Wednesday, September 28, 2011

2011.09.28 Secrecy and Transparency

I think that too much secrecy and too much transparency are both unhealthy extremes in human systems, individual, family, organizational.

Both secrecy and transparency as strict policies preclude the obvious middle way—MODESTY.

SECRECY is not the same as confidentiality because it is often fueled by fear more than it is by respect.

TRANSPARENCY is not the same as freedom of speech or right to know because it too is often fueled by fear rather than respect.

I know systems get trapped in extremes of behavior and then try to change but too often change happens quickly and reactively not allowing proper time to discern and discriminate about right choices in different situations. So we set policies!

Parish search committees in the Episcopal Church, for example, are rife with secrecy mandates. Such policies when rigid become paranoid.

I remember visiting a parish for an interview, asking about bathroom privileges (my sarcasm) and being whisked in and out quickly with the comment. “Someone might see you.” I’ve never relieved myself so fast in my life.

Rigorous secrecy is injurious to clergy interviewees who are sequestered and only meet a committee and perhaps a vestry before they appear on their first Sunday. Behold! Clergy never get a chance to experience a community at worship and the community never gets a chance to hear a sermon or see a priest celebrate.

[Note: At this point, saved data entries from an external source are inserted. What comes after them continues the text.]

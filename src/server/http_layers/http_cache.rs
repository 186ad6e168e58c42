use axum::{
    body::Body,
    extract::{Request, State},
    http::HeaderValue,
    middleware::Next,
    response::IntoResponse,
};

/// Marks successful responses as cacheable for `max_age_sec` seconds.
pub async fn http_cache(
    State(max_age_sec): State<usize>,
    request: Request<Body>,
    next: Next,
) -> impl IntoResponse {
    let mut response = next.run(request).await;
    if response.status().is_success() {
        if let Ok(value) = HeaderValue::from_str(&format!("max-age={}", max_age_sec)) {
            response.headers_mut().insert("Cache-Control", value);
        }
    }
    response
}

It is also unfair to congregations who have no opportunity to ask questions or shake a hand or listen to a voice. They have a vote but no voice.

Transparency in the extreme however is also not a good idea because political gossip and lobbying easily hobble the discernment of the search committee and may prejudice a candidate.

The process is really quite sinful when it’s too blind. It disallows participation even at a modest level of both parties in what in the Church is still called, for better or worse, a “marriage” between a priest and her/his congregation.

A modest appreciation of the needs of both parties in filling such a key position as rector is possible. Other traditions hold open meetings, including mutual opportunity for respectful questioning between parishioners and each finalist. And some invite each finalist to preach and, yes, go to coffee hour for schmooze time. Imagine!

The modesty approach is worth looking at in the Episcopal Church because there is much boo-hoo talk about what we call “failed searches.” WHAT ARE WE AFRAID OF?